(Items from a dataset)

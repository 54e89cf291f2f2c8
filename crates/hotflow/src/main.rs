// SPDX-FileCopyrightText: 2026 HotFlow Contributors
// SPDX-License-Identifier: MIT OR Apache-2.0

//! HotFlow - affiliate product ingestion and marketing copy generation.
//!
//! This is the binary entry point.

mod fetch;
mod generate;
mod listing;
mod pipeline;
mod storage;

use std::path::PathBuf;

use clap::{Parser, Subcommand};
use hotflow_config::{Settings, SettingsOverrides};
use hotflow_core::HotflowError;

use crate::fetch::FetchArgs;
use crate::generate::GenerateArgs;
use crate::listing::{ListCreativesArgs, ListItemsArgs};

/// HotFlow data ingestion and creative generation toolkit.
#[derive(Parser, Debug)]
#[command(name = "hotflow", version, about, long_about = None)]
struct Cli {
    /// Enable verbose logging.
    #[arg(short, long, global = true)]
    verbose: bool,

    /// Override the database URL.
    #[arg(long, global = true)]
    database_url: Option<String>,

    /// Keyword to fetch; repeat for several. Defaults to the configured keywords.
    #[arg(long = "keyword", global = true)]
    keywords: Vec<String>,

    /// Override the LLM model for copy generation.
    #[arg(long, global = true)]
    llm_model: Option<String>,

    /// Override the LLM temperature.
    #[arg(long, global = true)]
    llm_temperature: Option<f64>,

    /// LLM provider for copy generation (openai, deepseek).
    #[arg(long, global = true)]
    copy_provider: Option<String>,

    /// Override the base URL of the copy provider.
    #[arg(long, global = true)]
    llm_base_url: Option<String>,

    /// Read this file instead of ./hotflow.toml.
    #[arg(long, global = true)]
    config: Option<PathBuf>,

    #[command(subcommand)]
    command: Commands,
}

/// Available subcommands.
#[derive(Subcommand, Debug)]
enum Commands {
    /// Initialize the database schema.
    InitDb,
    /// Fetch items from the affiliate API and store them.
    Fetch(FetchArgs),
    /// Generate creatives for stored items.
    GenerateCopy(GenerateArgs),
    /// List stored items.
    ListItems(ListItemsArgs),
    /// List generated creatives.
    ListCreatives(ListCreativesArgs),
}

impl Cli {
    fn overrides(&self) -> SettingsOverrides {
        SettingsOverrides {
            database_url: self.database_url.clone(),
            keywords: self.keywords.clone(),
            copy_provider: self.copy_provider.clone(),
            llm_model: self.llm_model.clone(),
            llm_temperature: self.llm_temperature,
            llm_base_url: self.llm_base_url.clone(),
            llm_api_key: None,
        }
    }
}

#[tokio::main]
async fn main() {
    let cli = Cli::parse();
    init_tracing(cli.verbose);

    let settings = match hotflow_config::load_settings(cli.config.as_deref(), &cli.overrides()) {
        Ok(settings) => settings,
        Err(errors) => {
            hotflow_config::render_errors(&errors);
            std::process::exit(1);
        }
    };

    if let Err(e) = run(&cli.command, &settings).await {
        tracing::debug!(error = ?e, "command failed");
        eprintln!("Error: {e}");
        std::process::exit(1);
    }
}

async fn run(command: &Commands, settings: &Settings) -> Result<(), HotflowError> {
    match command {
        Commands::InitDb => storage::run_init_db(settings).await,
        Commands::Fetch(args) => fetch::run_fetch(settings, args).await,
        Commands::GenerateCopy(args) => generate::run_generate_copy(settings, args).await,
        Commands::ListItems(args) => listing::run_list_items(settings, args).await,
        Commands::ListCreatives(args) => listing::run_list_creatives(settings, args).await,
    }
}

/// Initialize the tracing subscriber. `RUST_LOG` takes precedence.
///
/// Logs go to stderr so command output on stdout stays clean.
fn init_tracing(verbose: bool) {
    use tracing_subscriber::EnvFilter;

    let level = if verbose { "debug" } else { "info" };
    let filter = EnvFilter::try_from_default_env()
        .unwrap_or_else(|_| EnvFilter::new(format!("hotflow={level},warn")));

    tracing_subscriber::fmt()
        .with_env_filter(filter)
        .with_writer(std::io::stderr)
        .with_target(true)
        .init();
}

#[cfg(test)]
mod tests {
    use super::*;
    use clap::CommandFactory;

    #[test]
    fn cli_definition_is_consistent() {
        Cli::command().debug_assert();
    }

    #[test]
    fn global_flags_become_overrides() {
        let cli = Cli::try_parse_from([
            "hotflow",
            "--keyword",
            "猫粮",
            "--keyword",
            "狗粮",
            "--copy-provider",
            "deepseek",
            "--llm-temperature",
            "0.3",
            "list-items",
        ])
        .unwrap();
        let overrides = cli.overrides();
        assert_eq!(overrides.keywords, vec!["猫粮", "狗粮"]);
        assert_eq!(overrides.copy_provider.as_deref(), Some("deepseek"));
        assert_eq!(overrides.llm_temperature, Some(0.3));
        assert!(overrides.database_url.is_none());
    }

    #[test]
    fn global_flags_are_accepted_after_the_subcommand() {
        let cli = Cli::try_parse_from([
            "hotflow",
            "fetch",
            "--pages",
            "3",
            "--database-url",
            "sqlite://other.db",
        ])
        .unwrap();
        assert_eq!(cli.database_url.as_deref(), Some("sqlite://other.db"));
        match cli.command {
            Commands::Fetch(args) => {
                assert_eq!(args.pages, 3);
                assert_eq!(args.page_size, 50);
                assert_eq!(args.delay, 1.0);
                assert_eq!(args.sort, "total_sales_des");
                assert!(!args.include_no_coupon);
            }
            other => panic!("unexpected command: {other:?}"),
        }
    }

    #[test]
    fn generate_copy_collects_repeated_flags() {
        let cli = Cli::try_parse_from([
            "hotflow",
            "generate-copy",
            "--item-id",
            "1",
            "--item-id",
            "2",
            "--platform",
            "weibo",
            "--variants",
            "2",
        ])
        .unwrap();
        match cli.command {
            Commands::GenerateCopy(args) => {
                assert_eq!(args.item_ids, vec![1, 2]);
                assert_eq!(args.platforms, vec!["weibo"]);
                assert_eq!(args.variants, 2);
                assert!(args.limit.is_none());
            }
            other => panic!("unexpected command: {other:?}"),
        }
    }

    #[test]
    fn zero_pages_is_rejected() {
        assert!(Cli::try_parse_from(["hotflow", "fetch", "--pages", "0"]).is_err());
    }
}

THE TASK:
Each record must be repeated exactly as it appears above.

RESPONSE AREA:
repository 54e89cf291f2f2c8
filename crates/hotflow/src/main.rs
// SPDX-FileCopyrightText: 2026 HotFlow Contributors
// SPDX-License-Identifier: MIT OR Apache-2.0

//! HotFlow - affiliate product ingestion and marketing copy generation.
//!
//! This is the binary entry point.

mod fetch;
mod generate;
mod listing;
mod pipeline;
mod storage;

use std::path::PathBuf;

use clap::{Parser, Subcommand};
use hotflow_config::{Settings, SettingsOverrides};
use hotflow_core::HotflowError;

use crate::fetch::FetchArgs;
use crate::generate::GenerateArgs;
use crate::listing::{ListCreativesArgs, ListItemsArgs};

/// HotFlow data ingestion and creative generation toolkit.
#[derive(Parser, Debug)]
#[command(name = "hotflow", version, about, long_about = None)]
struct Cli {
    /// Enable verbose logging.
    #[arg(short, long, global = true)]
    verbose: bool,

    /// Override the database URL.
    #[arg(long, global = true)]
    database_url: Option<String>,

    /// Keyword to fetch; repeat for several. Defaults to the configured keywords.
    #[arg(long = "keyword", global = true)]
    keywords: Vec<String>,

    /// Override the LLM model for copy generation.
    #[arg(long, global = true)]
    llm_model: Option<String>,

    /// Override the LLM temperature.
    #[arg(long, global = true)]
    llm_temperature: Option<f64>,

    /// LLM provider for copy generation (openai, deepseek).
    #[arg(long, global = true)]
    copy_provider: Option<String>,

    /// Override the base URL of the copy provider.
    #[arg(long, global = true)]
    llm_base_url: Option<String>,

    /// Read this file instead of ./hotflow.toml.
    #[arg(long, global = true)]
    config: Option<PathBuf>,

    #[command(subcommand)]
    command: Commands,
}

/// Available subcommands.
#[derive(Subcommand, Debug)]
enum Commands {
    /// Initialize the database schema.
    InitDb,
    /// Fetch items from the affiliate API and store them.
    Fetch(FetchArgs),
    /// Generate creatives for stored items.
    GenerateCopy(GenerateArgs),
    /// List stored items.
    ListItems(ListItemsArgs),
    /// List generated creatives.
    ListCreatives(ListCreativesArgs),
}

impl Cli {
    fn overrides(&self) -> SettingsOverrides {
        SettingsOverrides {
            database_url: self.database_url.clone(),
            keywords: self.keywords.clone(),
            copy_provider: self.copy_provider.clone(),
            llm_model: self.llm_model.clone(),
            llm_temperature: self.llm_temperature,
            llm_base_url: self.llm_base_url.clone(),
            llm_api_key: None,
        }
    }
}

#[tokio::main]
async fn main() {
    let cli = Cli::parse();
    init_tracing(cli.verbose);

    let settings = match hotflow_config::load_settings(cli.config.as_deref(), &cli.overrides()) {
        Ok(settings) => settings,
        Err(errors) => {
            hotflow_config::render_errors(&errors);
            std::process::exit(1);
        }
    };

    if let Err(e) = run(&cli.command, &settings).await {
        tracing::debug!(error = ?e, "command failed");
        eprintln!("Error: {e}");
        std::process::exit(1);
    }
}

async fn run(command: &Commands, settings: &Settings) -> Result<(), HotflowError> {
    match command {
        Commands::InitDb => storage::run_init_db(settings).await,
        Commands::Fetch(args) => fetch::run_fetch(settings, args).await,
        Commands::GenerateCopy(args) => generate::run_generate_copy(settings, args).await,
        Commands::ListItems(args) => listing::run_list_items(settings, args).await,
        Commands::ListCreatives(args) => listing::run_list_creatives(settings, args).await,
    }
}

/// Initialize the tracing subscriber. `RUST_LOG` takes precedence.
///
/// Logs go to stderr so command output on stdout stays clean.
fn init_tracing(verbose: bool) {
    use tracing_subscriber::EnvFilter;

    let level = if verbose { "debug" } else { "info" };
    let filter = EnvFilter::try_from_default_env()
        .unwrap_or_else(|_| EnvFilter::new(format!("hotflow={level},warn")));

    tracing_subscriber::fmt()
        .with_env_filter(filter)
        .with_writer(std::io::stderr)
        .with_target(true)
        .init();
}

#[cfg(test)]
mod tests {
    use super::*;
    use clap::CommandFactory;

    #[test]
    fn cli_definition_is_consistent() {
        Cli::command().debug_assert();
    }

    #[test]
    fn global_flags_become_overrides() {
        let cli = Cli::try_parse_from([
            "hotflow",
            "--keyword",
            "猫粮",
            "--keyword",
            "狗粮",
            "--copy-provider",
            "deepseek",
            "--llm-temperature",
            "0.3",
            "list-items",
        ])
        .unwrap();
        let overrides = cli.overrides();
        assert_eq!(overrides.keywords, vec!["猫粮", "狗粮"]);
        assert_eq!(overrides.copy_provider.as_deref(), Some("deepseek"));
        assert_eq!(overrides.llm_temperature, Some(0.3));
        assert!(overrides.database_url.is_none());
    }

    #[test]
    fn global_flags_are_accepted_after_the_subcommand() {
        let cli = Cli::try_parse_from([
            "hotflow",
            "fetch",
            "--pages",
            "3",
            "--database-url",
            "sqlite://other.db",
        ])
        .unwrap();
        assert_eq!(cli.database_url.as_deref(), Some("sqlite://other.db"));
        match cli.command {
            Commands::Fetch(args) => {
                assert_eq!(args.pages, 3);
                assert_eq!(args.page_size, 50);
                assert_eq!(args.delay, 1.0);
                assert_eq!(args.sort, "total_sales_des");
                assert!(!args.include_no_coupon);
            }
            other => panic!("unexpected command: {other:?}"),
        }
    }

    #[test]
    fn generate_copy_collects_repeated_flags() {
        let cli = Cli::try_parse_from([
            "hotflow",
            "generate-copy",
            "--item-id",
            "1",
            "--item-id",
            "2",
            "--platform",
            "weibo",
            "--variants",
            "2",
        ])
        .unwrap();
        match cli.command {
            Commands::GenerateCopy(args) => {
                assert_eq!(args.item_ids, vec![1, 2]);
                assert_eq!(args.platforms, vec!["weibo"]);
                assert_eq!(args.variants, 2);
                assert!(args.limit.is_none());
            }
            other => panic!("unexpected command: {other:?}"),
        }
    }

    #[test]
    fn zero_pages_is_rejected() {
        assert!(Cli::try_parse_from(["hotflow", "fetch", "--pages", "0"]).is_err());
    }
}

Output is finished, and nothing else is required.